Da questo punto di vista sbaglia chi pensa che la materia disciplinata dall'art. 18 sia, in fondo, poca cosa e che lo scontro è così aspro per ragioni che rimangono estranee all'effettivo oggetto del contendere. Questa è anche l'opinione di quei settori della Confindustria vicini alla Fiat i quali criticano il loro presidente e il governo per avere su una questione di scarso rilievo aperto una guerra sproporzionata. Se pure è apprezzabile la moderazione di queste posizioni in un momento nel quale il padronato italiano sembra essere prigioniero del "fondamentalismo" di Berlusconi e di D'Amato, esse sottovalutano la posta in gioco. Questo è accaduto, del resto, per lungo tempo anche a importanti componenti del centrosinistra.

L'oggetto dello scontro è infatti non il dispositivo previsto dall'art.18 ma - come ha detto ripetutamente Sergio Cofferati - il principio che vi sta dietro. Forse senza la completa consapevolezza del legislatore del 1970, l'art.18 porta alla luce per la prima volta nel campo del lavoro un diritto individuale fondamentale che attiene alla libertà delle persone. Non ho esitazioni ad affermare che l'art. 18 è la più importante applicazione nella legislazione ordinaria del primo articolo della nostra Costituzione il quale afferma che la Repubblica è fondata sul lavoro.

Per queste ragioni questa battaglia politica e sociale non può essere declinata in termini difensivi, ma bisogna che il principio universale che è contenuto nel concetto di "giusta causa" trovi una nuova disciplina che vada oltre il sistema di tutele dell'art. 18 che ne limita gli effetti ai lavoratori dipendenti delle imprese al di sopra delle 15 unità lavorative. Non sono certo che il metodo più opportuno sia quello del ricorso a un referendum parallelo alla lotta avviata dal sindacato e da tutta l'opposizione, come sostiene Rifondazione comunista, ma è certo che ormai sono maturi i tempi per estendere la tutela del reintegro a tutti i lavoratori dipendenti, come anche il principio della "giusta causa" ai cosiddetti lavoratori atipici.

Cos&igrav e; sarebbe più chiaro che la battaglia sull'art. 18 non parla tanto della difesa di tutele collettive, ereditate dall'epoca fordista, ma dello sviluppo di libertà individuali che debbono caratterizzare la nuova frontiera dei diritti del lavoro.

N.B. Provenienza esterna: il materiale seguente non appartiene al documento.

// SPDX-License-Identifier: MIT
// Copyright 2026 Roland Dreier <roland@rolandd.dev>

//! Citizen problem reports.

use super::{id_value, write_result, NgoApi};
use crate::error::Result;
use crate::models::fields::first_str;
use crate::models::forms::{check, ProblemReportForm, ProblemStatusUpdate};
use crate::models::Role;
use crate::services::{Endpoint, MultipartForm, RequestDescriptor};
use serde_json::{json, Value};

impl NgoApi {
    /// Submit a report from the public site. No login needed.
    ///
    /// Returns the id the backend assigned, if it sent one.
    pub async fn report_problem(&self, form: &ProblemReportForm) -> Result<Option<String>> {
        check(form)?;

        let body = MultipartForm::new()
            .text("full_name", form.full_name.trim())
            .text("email", form.email.trim())
            .text("phone", form.phone.trim())
            .text("problem_nature", &form.problem_nature)
            .text("department", &form.department)
            .text("description", form.description.trim())
            .text("district", &form.district)
            .maybe_file("report_image", form.report_image.as_ref());

        let url = self.endpoints.url(Endpoint::ProblemReports);
        let response = self
            .gateway
            .fetch(&RequestDescriptor::post(url).multipart(body))
            .await?;
        let created = write_result(response)?;

        let id = first_str(&created, &["id", "problem_id"]);
        tracing::info!(problem_id = ?id, "Problem report submitted");
        Ok(id)
    }

    pub async fn problem_reports(&self) -> Result<Vec<Value>> {
        self.get_records(self.endpoints.url(Endpoint::ProblemReports))
            .await
    }

    /// Change a report's status. Admins only.
    pub async fn update_problem_status(
        &self,
        id: &str,
        update: &ProblemStatusUpdate,
    ) -> Result<Value> {
        self.require_role(&[Role::Admin])?;
        check(update)?;

        let url = self.endpoints.url(Endpoint::ProblemReports);
        let body = json!({
            "id": id_value(id),
            "status": update.status,
            "remark": update.remark,
        });
        self.send(RequestDescriptor::put(url).json(body)).await
    }

    /// Delete a report. Admins only.
    pub async fn delete_problem_report(&self, id: &str) -> Result<()> {
        self.require_role(&[Role::Admin])?;

        let url = self
            .endpoints
            .url_with(Endpoint::ProblemReports, &[("id", id)]);
        self.send(RequestDescriptor::delete(url).json(json!({ "id": id_value(id) })))
            .await?;
        tracing::info!(problem_id = %id, "Problem report deleted");
        Ok(())
    }
}
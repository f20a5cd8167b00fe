// SPDX-License-Identifier: MIT
// Copyright 2026 Roland Dreier <roland@rolandd.dev>

//! Donation records.

use super::NgoApi;
use crate::error::Result;
use crate::services::{Endpoint, RequestDescriptor};
use serde_json::Value;

/// The two donation collections.
#[derive(Debug, Clone, Copy, PartialEq, Eq)]
pub enum DonationKind {
    /// Linked to an activity (`/api/donate-society/`)
    Society,
    /// General donations (`/api/donate/`)
    General,
}

impl DonationKind {
    fn endpoint(&self) -> Endpoint {
        match self {
            DonationKind::Society => Endpoint::SocietyDonations,
            DonationKind::General => Endpoint::Donations,
        }
    }
}

impl NgoApi {
    pub async fn donations(&self, kind: DonationKind) -> Result<Vec<Value>> {
        self.get_records(self.endpoints.url(kind.endpoint())).await
    }

    pub async fn create_donation(&self, kind: DonationKind, donation: Value) -> Result<Value> {
        let url = self.endpoints.url(kind.endpoint());
        self.send(RequestDescriptor::post(url).json(donation)).await
    }

    /// Update a donation. The body must carry its `id`.
    pub async fn update_donation(&self, kind: DonationKind, donation: Value) -> Result<Value> {
        let url = self.endpoints.url(kind.endpoint());
        self.send(RequestDescriptor::put(url).json(donation)).await
    }
}
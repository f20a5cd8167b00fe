// SPDX-License-Identifier: MIT
// Copyright 2026 Roland Dreier <roland@rolandd.dev>

use super::OutputFormat;
use crate::models::fields::{first_str, member_identity, DISTRICT_FIELDS};
use serde::Serialize;
use serde_json::Value;

/// Print a value as pretty JSON, or through `text` for humans.
pub fn emit<T: Serialize>(
    format: OutputFormat,
    value: &T,
    text: impl FnOnce(&T) -> String,
) -> anyhow::Result<()> {
    match format {
        OutputFormat::Json => println!("{}", serde_json::to_string_pretty(value)?),
        OutputFormat::Text => println!("{}", text(value)),
    }
    Ok(())
}

/// One line per record: identity, name and district when present.
pub fn record_lines(records: &[Value]) -> String {
    if records.is_empty() {
        return "(no records)".to_string();
    }
    records
        .iter()
        .map(|r| {
            let id = member_identity(r).unwrap_or_else(|| "-".to_string());
            let name = first_str(r, &["full_name", "name", "subject", "title"]).unwrap_or_default();
            let district = first_str(r, DISTRICT_FIELDS).unwrap_or_default();
            let status = first_str(r, &["status"]).unwrap_or_default();
            format!("{:<20} {:<30} {:<18} {}", id, name, district, status)
                .trim_end()
                .to_string()
        })
        .collect::<Vec<_>>()
        .join("\n")
}

#[cfg(test)]
mod tests {
    use super::*;
    use serde_json::json;

    #[test]
    fn test_record_lines() {
        assert_eq!(record_lines(&[]), "(no records)");
        let out = record_lines(&[json!({"id": 3, "full_name": "Ravi", "district": "Almora"})]);
        assert!(out.starts_with("3 "));
        assert!(out.contains("Ravi"));
        assert!(out.ends_with("Almora"));
    }
}
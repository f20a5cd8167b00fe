// SPDX-License-Identifier: MIT
// Copyright 2026 Roland Dreier <roland@rolandd.dev>

use ngo_console::error::{AppError, FieldErrors, Notice, LOGIN_ROUTE};
use ngo_console::models::forms::{check, LatestUpdateForm};
use reqwest::StatusCode;

#[test]
fn test_each_error_maps_to_one_notice() {
    let cases = [
        (AppError::invalid_field("email", "Email is invalid"), "fields"),
        (AppError::SessionExpired, "redirect"),
        (AppError::Permission("no".into()), "persistent"),
        (AppError::NotFound("/api/x/".into()), "dismissible"),
        (
            AppError::Server {
                status: 503,
                message: "down".into(),
            },
            "dismissible",
        ),
        (AppError::MalformedResponse("eof".into()), "dismissible"),
        (AppError::Network("refused".into()), "dismissible"),
        (AppError::Auth("bad".into()), "dismissible"),
    ];

    for (err, expected) in cases {
        let kind = match err.notice() {
            Notice::FieldErrors(_) => "fields",
            Notice::Redirect { .. } => "redirect",
            Notice::Banner {
                dismissible: false, ..
            } => "persistent",
            Notice::Banner {
                dismissible: true, ..
            } => "dismissible",
        };
        assert_eq!(kind, expected, "{:?}", err);
    }
}

#[test]
fn test_not_found_and_malformed_use_fixed_messages() {
    assert_eq!(
        AppError::NotFound("/api/member-reg/".into()).notice_message(),
        AppError::ENDPOINT_NOT_FOUND
    );
    assert_eq!(
        AppError::MalformedResponse("expected value at line 1".into()).notice_message(),
        AppError::INVALID_RESPONSE
    );
    assert_eq!(
        AppError::from_status(StatusCode::SERVICE_UNAVAILABLE, r#"{"error":"Maintenance"}"#)
            .notice_message(),
        "Maintenance"
    );
}

#[test]
fn test_session_expired_redirect_target() {
    let err = AppError::SessionExpired;
    assert!(err.is_session_expired());
    assert!(matches!(err.notice(), Notice::Redirect { to, .. } if to == LOGIN_ROUTE));
    assert!(!AppError::Auth("x".into()).is_session_expired());
}

#[test]
fn test_field_errors_flatten_in_field_order() {
    let mut fields = FieldErrors::new();
    fields.insert("phone".into(), "Phone number is required".into());
    fields.insert("email".into(), "Email is invalid".into());
    let err = AppError::Validation(fields);

    assert_eq!(
        err.notice_message(),
        "email: Email is invalid, phone: Phone number is required"
    );
}

#[test]
fn test_form_errors_convert_to_validation() {
    let form = LatestUpdateForm {
        title: "ab".into(),
        link: "not a link".into(),
    };
    match check(&form) {
        Err(AppError::Validation(fields)) => {
            assert_eq!(fields["title"], "Title must be at least 3 characters");
            assert_eq!(fields["link"], "Please enter a valid URL");
        }
        other => panic!("unexpected: {:?}", other),
    }
}
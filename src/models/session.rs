// SPDX-License-Identifier: MIT
// Copyright 2026 Roland Dreier <roland@kernel.org>

//! Session and login models.

use chrono::{DateTime, Utc};
use serde::{Deserialize, Deserializer, Serialize};
use serde_json::{Map, Value};
use std::fmt;
use std::str::FromStr;

/// Console role, kebab-case on the wire.
#[derive(Debug, Clone, Copy, PartialEq, Eq, Hash, Serialize, Deserialize)]
#[serde(rename_all = "kebab-case")]
pub enum Role {
    Admin,
    DistrictAdmin,
    RegionAdmin,
    Member,
}

impl Role {
    pub const ALL: [Role; 4] = [
        Role::Admin,
        Role::DistrictAdmin,
        Role::RegionAdmin,
        Role::Member,
    ];

    pub fn as_str(&self) -> &'static str {
        match self {
            Role::Admin => "admin",
            Role::DistrictAdmin => "district-admin",
            Role::RegionAdmin => "region-admin",
            Role::Member => "member",
        }
    }

    /// Dashboard route shown after a successful login.
    pub fn landing_route(&self) -> &'static str {
        match self {
            Role::Admin => "/DashBoard",
            Role::DistrictAdmin => "/DistrictRegistration",
            Role::RegionAdmin => "/RegionDashBoard",
            Role::Member => "/UserProfile",
        }
    }
}

impl fmt::Display for Role {
    fn fmt(&self, f: &mut fmt::Formatter<'_>) -> fmt::Result {
        f.write_str(self.as_str())
    }
}

impl FromStr for Role {
    type Err = String;

    fn from_str(s: &str) -> Result<Self, Self::Err> {
        Role::ALL
            .into_iter()
            .find(|r| r.as_str() == s.trim())
            .ok_or_else(|| format!("unknown role: {}", s))
    }
}

/// Jurisdiction granted to a district or region admin.
#[derive(Debug, Clone, PartialEq, Eq, Serialize, Deserialize)]
#[serde(untagged)]
pub enum AllocatedDistrict {
    One(String),
    Many(Vec<String>),
}

impl AllocatedDistrict {
    /// Interpret a loosely typed backend value. Numbers become strings.
    pub fn from_value(value: &Value) -> Option<Self> {
        match value {
            Value::String(s) => Some(AllocatedDistrict::One(s.clone())),
            Value::Number(n) => Some(AllocatedDistrict::One(n.to_string())),
            Value::Array(items) => Some(AllocatedDistrict::Many(
                items.iter().filter_map(scalar_string).collect(),
            )),
            _ => None,
        }
    }

    /// The allocated districts in order, trimmed, without blanks or repeats.
    ///
    /// A single string may hold a comma-separated list.
    pub fn districts(&self) -> Vec<String> {
        let raw: Vec<&str> = match self {
            AllocatedDistrict::One(s) => s.split(',').collect(),
            AllocatedDistrict::Many(list) => list.iter().map(String::as_str).collect(),
        };

        let mut out: Vec<String> = Vec::with_capacity(raw.len());
        for d in raw.into_iter().map(str::trim).filter(|d| !d.is_empty()) {
            if !out.iter().any(|seen| seen == d) {
                out.push(d.to_string());
            }
        }
        out
    }
}

/// The authenticated identity of the console user.
#[derive(Debug, Clone, PartialEq, Serialize, Deserialize)]
pub struct Session {
    pub access_token: String,
    pub refresh_token: String,
    pub role: Role,
    pub unique_id: String,
    #[serde(default)]
    pub allocated_district: Option<AllocatedDistrict>,
    /// Remaining login response fields (name, email, ...)
    #[serde(default)]
    pub profile: Map<String, Value>,
}

impl Session {
    /// Allocated districts as an ordered set. Empty when none are assigned.
    pub fn districts(&self) -> Vec<String> {
        self.allocated_district
            .as_ref()
            .map(AllocatedDistrict::districts)
            .unwrap_or_default()
    }

    /// Expiry of the access token, read from its `exp` claim.
    ///
    /// The signature is not checked; this is for display only.
    pub fn access_expires_at(&self) -> Option<DateTime<Utc>> {
        access_token_expiry(&self.access_token)
    }

    /// Display name from the profile, if the backend sent one.
    pub fn display_name(&self) -> Option<&str> {
        ["full_name", "name", "email"]
            .iter()
            .find_map(|k| self.profile.get(*k).and_then(Value::as_str))
    }
}

#[derive(Deserialize)]
struct ExpiryClaims {
    exp: i64,
}

/// Decode the `exp` claim of a JWT without verifying it.
pub fn access_token_expiry(token: &str) -> Option<DateTime<Utc>> {
    use jsonwebtoken::{decode, Algorithm, DecodingKey, Validation};

    let mut validation = Validation::new(Algorithm::HS256);
    validation.insecure_disable_signature_validation();
    validation.validate_exp = false;
    validation.validate_aud = false;
    validation.required_spec_claims.clear();

    let data = decode::<ExpiryClaims>(token, &DecodingKey::from_secret(&[]), &validation).ok()?;
    DateTime::from_timestamp(data.claims.exp, 0)
}

/// Credentials for the login form.
#[derive(Debug, Clone)]
pub struct Credentials {
    pub email_or_phone: String,
    pub password: String,
    pub role: Role,
}

/// Body POSTed to the login endpoint. Same shape for every role.
#[derive(Debug, Serialize)]
pub struct LoginRequest<'a> {
    pub email_or_phone: &'a str,
    pub password: &'a str,
}

/// Successful login response.
#[derive(Debug, Clone, Deserialize)]
pub struct LoginResponse {
    pub access: String,
    pub refresh: String,
    #[serde(default)]
    pub role: Option<String>,
    #[serde(default, deserialize_with = "string_or_number")]
    pub unique_id: String,
    #[serde(default, deserialize_with = "lenient_district")]
    pub allocated_district: Option<AllocatedDistrict>,
    #[serde(flatten)]
    pub profile: Map<String, Value>,
}

impl LoginResponse {
    /// Build a session if the response role matches the requested one.
    pub fn into_session(self, requested: Role) -> Option<Session> {
        let role = self.role.as_deref()?.parse::<Role>().ok()?;
        if role != requested {
            return None;
        }
        Some(Session {
            access_token: self.access,
            refresh_token: self.refresh,
            role,
            unique_id: self.unique_id,
            allocated_district: self.allocated_district,
            profile: self.profile,
        })
    }
}

/// Stringify a scalar JSON value; `None` for null, objects and arrays.
pub fn scalar_string(value: &Value) -> Option<String> {
    match value {
        Value::String(s) => Some(s.clone()),
        Value::Number(n) => Some(n.to_string()),
        Value::Bool(b) => Some(b.to_string()),
        _ => None,
    }
}

fn string_or_number<'de, D>(deserializer: D) -> Result<String, D::Error>
where
    D: Deserializer<'de>,
{
    let value = Value::deserialize(deserializer)?;
    Ok(scalar_string(&value).unwrap_or_default())
}

fn lenient_district<'de, D>(deserializer: D) -> Result<Option<AllocatedDistrict>, D::Error>
where
    D: Deserializer<'de>,
{
    let value = Value::deserialize(deserializer)?;
    Ok(AllocatedDistrict::from_value(&value))
}
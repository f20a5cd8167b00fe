// SPDX-License-Identifier: MIT
// Copyright 2026 Roland Dreier <roland@kernel.org>

//! Admin dashboard aggregates.

use serde::Serialize;
use serde_json::Value;

/// Member approval counts.
#[derive(Debug, Clone, Default, PartialEq, Eq, Serialize)]
pub struct MemberCounts {
    pub total: usize,
    pub pending: usize,
    pub accepted: usize,
    pub rejected: usize,
}

impl MemberCounts {
    pub fn from_records(records: &[Value]) -> Self {
        let mut counts = Self {
            total: records.len(),
            ..Self::default()
        };
        for status in records.iter().filter_map(status_of) {
            match status {
                "pending" => counts.pending += 1,
                "accepted" => counts.accepted += 1,
                "rejected" => counts.rejected += 1,
                _ => {}
            }
        }
        counts
    }
}

/// Donation payment counts. Backend statuses are upper-case.
#[derive(Debug, Clone, Default, PartialEq, Eq, Serialize)]
pub struct DonationCounts {
    pub total: usize,
    pub pending: usize,
    pub success: usize,
    pub failed: usize,
}

impl DonationCounts {
    pub fn from_records(records: &[Value]) -> Self {
        let mut counts = Self {
            total: records.len(),
            ..Self::default()
        };
        for status in records.iter().filter_map(status_of) {
            match status {
                "PENDING" => counts.pending += 1,
                "SUCCESS" => counts.success += 1,
                "FAILED" => counts.failed += 1,
                _ => {}
            }
        }
        counts
    }
}

fn status_of(record: &Value) -> Option<&str> {
    record.get("status").and_then(Value::as_str)
}

/// One dashboard panel: its data, or the error that replaced it.
#[derive(Debug, Clone, PartialEq, Eq, Serialize)]
#[serde(rename_all = "snake_case")]
pub enum Section<T> {
    Loaded(T),
    Failed(String),
}

impl<T> Section<T> {
    pub fn loaded(&self) -> Option<&T> {
        match self {
            Section::Loaded(v) => Some(v),
            Section::Failed(_) => None,
        }
    }
}

/// Admin dashboard. Each section loads independently.
#[derive(Debug, Clone, PartialEq, Eq, Serialize)]
pub struct DashboardSummary {
    pub members: Section<MemberCounts>,
    pub society_donations: Section<DonationCounts>,
    pub general_donations: Section<DonationCounts>,
}

#[cfg(test)]
mod tests {
    use super::*;
    use serde_json::json;

    #[test]
    fn test_counts_ignore_unknown_statuses() {
        let members = vec![
            json!({"status": "pending"}),
            json!({"status": "accepted"}),
            json!({"status": "Accepted"}),
            json!({}),
        ];
        let counts = MemberCounts::from_records(&members);
        assert_eq!(counts.total, 4);
        assert_eq!(counts.pending, 1);
        assert_eq!(counts.accepted, 1);

        let donations = vec![json!({"status": "SUCCESS"}), json!({"status": "FAILED"})];
        let counts = DonationCounts::from_records(&donations);
        assert_eq!((counts.success, counts.failed, counts.pending), (1, 1, 0));
    }
}
// SPDX-License-Identifier: MIT
// Copyright 2026 Roland Dreier <roland@rolandd.dev>

//! Command-line console over the client library.

pub mod commands;
pub mod output;

use clap::{Parser, Subcommand};

use crate::api::NgoApi;
use crate::config::Config;
use crate::db::SessionStore;

#[derive(Parser)]
#[command(name = "ngo")]
#[command(about = "NGO admin console - manage members, donations, mail and problem reports")]
#[command(version)]
pub struct Cli {
    #[arg(long, global = true, help = "Output in human-readable text format")]
    pub text: bool,

    #[arg(long, global = true, help = "Output in JSON format")]
    pub json: bool,

    #[command(subcommand)]
    pub command: Commands,
}

#[derive(Subcommand)]
pub enum Commands {
    #[command(about = "Log in and store the session")]
    Login {
        #[arg(help = "Email address or phone number")]
        email_or_phone: String,
        #[arg(long, help = "Role to log in as (admin, district-admin, region-admin, member)")]
        role: String,
        #[arg(long, help = "Password (read from stdin if not provided)")]
        password: Option<String>,
    },

    #[command(about = "Destroy the stored session")]
    Logout,

    #[command(about = "Show the current session")]
    Whoami,

    #[command(about = "Refresh the access token now")]
    Refresh,

    #[command(about = "List members visible to the current role")]
    Members {
        #[arg(long, help = "Only members of this district (server-side)")]
        district: Option<String>,
    },

    #[command(about = "Member and donation counts")]
    Dashboard,

    #[command(about = "Citizen problem reports")]
    Problems {
        #[command(subcommand)]
        cmd: commands::ProblemCommands,
    },

    #[command(about = "Broadcast mail")]
    Mail {
        #[command(subcommand)]
        cmd: commands::MailCommands,
    },

    #[command(about = "Accepted public testimonials")]
    Feedback,
}

#[derive(Debug, Clone, Copy, PartialEq, Eq)]
pub enum OutputFormat {
    Text,
    Json,
}

impl OutputFormat {
    pub fn from_cli(cli: &Cli) -> Self {
        if cli.json && !cli.text {
            OutputFormat::Json
        } else {
            OutputFormat::Text
        }
    }
}

pub async fn run(cli: Cli) -> anyhow::Result<()> {
    let output_format = OutputFormat::from_cli(&cli);
    let config = Config::from_env()?;
    tracing::debug!(base_url = %config.api_base_url, "Loaded configuration");

    let api = NgoApi::connect(&config, SessionStore::file(&config.session_file)).await?;
    commands::handle(&api, cli.command, output_format).await
}
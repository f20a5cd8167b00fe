// SPDX-License-Identifier: MIT
// Copyright 2026 Roland Dreier <roland@rolandd.dev>

//! Content creation: activities, associative wings and latest updates.

use super::NgoApi;
use crate::error::Result;
use crate::models::forms::{check, ActivityForm, LatestUpdateForm, WingForm};
use crate::services::gateway::to_json;
use crate::services::{Endpoint, Locale, MultipartForm, RequestDescriptor};
use serde_json::Value;

impl NgoApi {
    /// Create an activity. Timing flags are derived from the date.
    pub async fn create_activity(&self, form: &ActivityForm, locale: Locale) -> Result<Value> {
        check(form)?;
        let url = self.endpoints.localized(Endpoint::ActivityItems, locale)?;

        let timing = form.timing();
        let body = MultipartForm::new()
            .text("activity_name", form.activity_name.trim())
            .text("objective", form.objective.trim())
            .text("activity_date_time", form.activity_date_time.trim())
            .text("venue", form.venue.trim())
            .text("activity_fee", form.activity_fee.trim())
            .text("allocated_district", &form.allocated_district)
            .maybe_file("image", form.image.as_ref())
            .text("is_past", timing.is_past)
            .text("is_present", timing.is_present)
            .text("is_upcoming", timing.is_upcoming);

        let created = self
            .send(RequestDescriptor::post(url).multipart(body))
            .await?;
        tracing::info!(locale = %locale, "Activity created");
        Ok(created)
    }

    pub async fn create_wing(&self, form: &WingForm, locale: Locale) -> Result<Value> {
        check(form)?;
        let url = self
            .endpoints
            .localized(Endpoint::AssociativeWings, locale)?;

        let body = MultipartForm::new()
            .text("organization_name", form.organization_name.trim())
            .text("native_wing", form.native_wing.trim())
            .text("short_description", form.short_description.trim())
            .text("address", form.address.trim())
            .text("contact_person_name", form.contact_person_name.trim())
            .text("phone", form.phone.trim())
            .text("email", form.email.trim())
            .maybe_file("image", form.image.as_ref());

        let created = self
            .send(RequestDescriptor::post(url).multipart(body))
            .await?;
        tracing::info!(locale = %locale, "Associative wing created");
        Ok(created)
    }

    pub async fn create_latest_update(
        &self,
        form: &LatestUpdateForm,
        locale: Locale,
    ) -> Result<Value> {
        check(form)?;
        let url = self.endpoints.localized(Endpoint::LatestUpdates, locale)?;
        self.send(RequestDescriptor::post(url).json(to_json(form)?))
            .await
    }
}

Del resto, è di questo che ci ha parlato la manifestazione del 23 marzo, la più imponente di tutta la storia della democrazia italiana (2 milioni di persone, o forse 3: ma come si fa a contarle?) nella sua serena compostezza e tranquillità. E ne sono sicuro: a tanti come me quelle centinaia di migliaia di bandiere rosse al vento, che testimoniavano sentimenti e passioni antiche e insieme voglia di futuro, hanno aperto il cuore e fatto rinascere speranze che sembravano spente.